Inilah cinta yang hakiki. Cinta di atas pilar takwa. Cinta yang membuat seorang Suami tidak tega jika istrinya kelak sengsara di akhirat. Cinta yang membuat seorang Istri tidak rela jika Suaminya kelak dijadikan bahan bakar api Neraka. Sehingga kekuatan takwalah yang kini bicara.
Kekuatan takwa yang akan mendorong Istri untuk selalu ta'at kepada Suami. Kekuatan takwa yang akan membuat Suami selalu berusaha memberikan yang terbaik untuk masa depan akhirat Istri. Konteks bicaranya adalah akhirat. Sehingga jarum kompas biduk rumah tangga selalu diarahkan ke sana.
Untuk keluarga yang seperti ini, kelak Allah akan berkata kepada mereka, "Masuklah kamu ke dalam surga dan isteri-isterimu (lalu) kamu akan dimuliakan." (QS. Az-Zukhruf [9] : 70)
Ar-Razi mengatakan, kata tuhbaruun (kamu akan dimuliakan), maksudnya kemuliaan disitu bukan hanya sekedar 'ikram' (kemuliaan biasa), tapi kemuliaan yang benar-benar dilebihkan. Hal itu diperkuat dengan penjelasan ayat setelahnya tentang bagaimana orang-orang bertakwa diperlakukan di Surga, "Diedarkan kepada mereka piring-piring dari emas dan cangkir-cangkir. Di dalam Surga itu terdapat segala apa yang diingini oleh hati dan sedap (dipandang) mata, dan kamu akan kekal di dalamnya. Dan itulah Surga yang diwariskan kepadamu disebabkan amal-amal yang dahulu kamu kerjakan. Di dalam surga itu ada buah-buahan yang banyak untukmu yang sebagiannya kamu makan." (QS. Az-Zukhruf [9] : 71-73)

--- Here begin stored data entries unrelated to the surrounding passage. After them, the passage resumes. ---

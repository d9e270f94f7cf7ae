//! Recognition Module
//!
//! Turns a cropped capture into structured identifiers.
//!
//! - `provider`: one adapter per external recognition service
//! - `gateway`: concurrent fan-out with per-call timeouts and merging
//! - `corrector`: container number / ISO code / plate extraction
//! - `color`: palette classification
//!
//! ## Usage
//!
//! ```rust,ignore
//! use yardcam_server::recognition::{CaptureKind, ExtractionGateway};
//!
//! let gateway = ExtractionGateway::from_config(&config.providers);
//! let record = gateway.extract(&cropped_jpeg, CaptureKind::ContainerFrontWall).await;
//! println!("{}", record.container_number.value.corrected_value);
//! ```

mod color;
mod corrector;
mod gateway;
mod provider;
mod types;

pub use color::{ColorClassifier, ColorLabel, PaletteEntry, UnknownColor, CONTAINER_PALETTE};
pub use corrector::{ocr_confusion, TextCorrector, CORRECTED_CONFIDENCE, EXACT_MATCH_CONFIDENCE};
pub use gateway::{ExtractionGateway, PLATE_REGION_HINT, PROVIDER_TIMEOUT};
pub use provider::{
    parse_container_response, parse_plate_response, parse_vision_response, ContainerOcrProvider,
    HttpEndpoint, PlateRecognizerProvider, RecognitionProvider, VisionProvider,
};
pub use types::{
    CaptureKind, ColorSample, ExtractionField, ExtractionRecord, ProviderId, ProviderOutcome,
    ProviderOutput, ProviderReport, ProviderRole, RawReading, ReadingKind, RecognitionError,
    RecognitionHint, ResolvedColor, ResolvedField,
};

#[cfg(test)]
pub(crate) use provider::MockProvider;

Ternyata, ada kekuatan yang lebih dahsyat dari cinta. Kekuatan takwa. Sehingga sangatlah layak jika kita sampaikan risalah hati kita kepada pasangan kita. Bunyinya,
Cintaku kepadamu menjadi tidak berarti
Jika tidak melahirkan rasa takut pada Ilahi
Biarkan cinta tetap bersemi. Biarkan takwa selalu memberi arti. Karena sesungguhnya aku ingin kita kelak tetap bisa bersama sampai meraih Surga-Nya.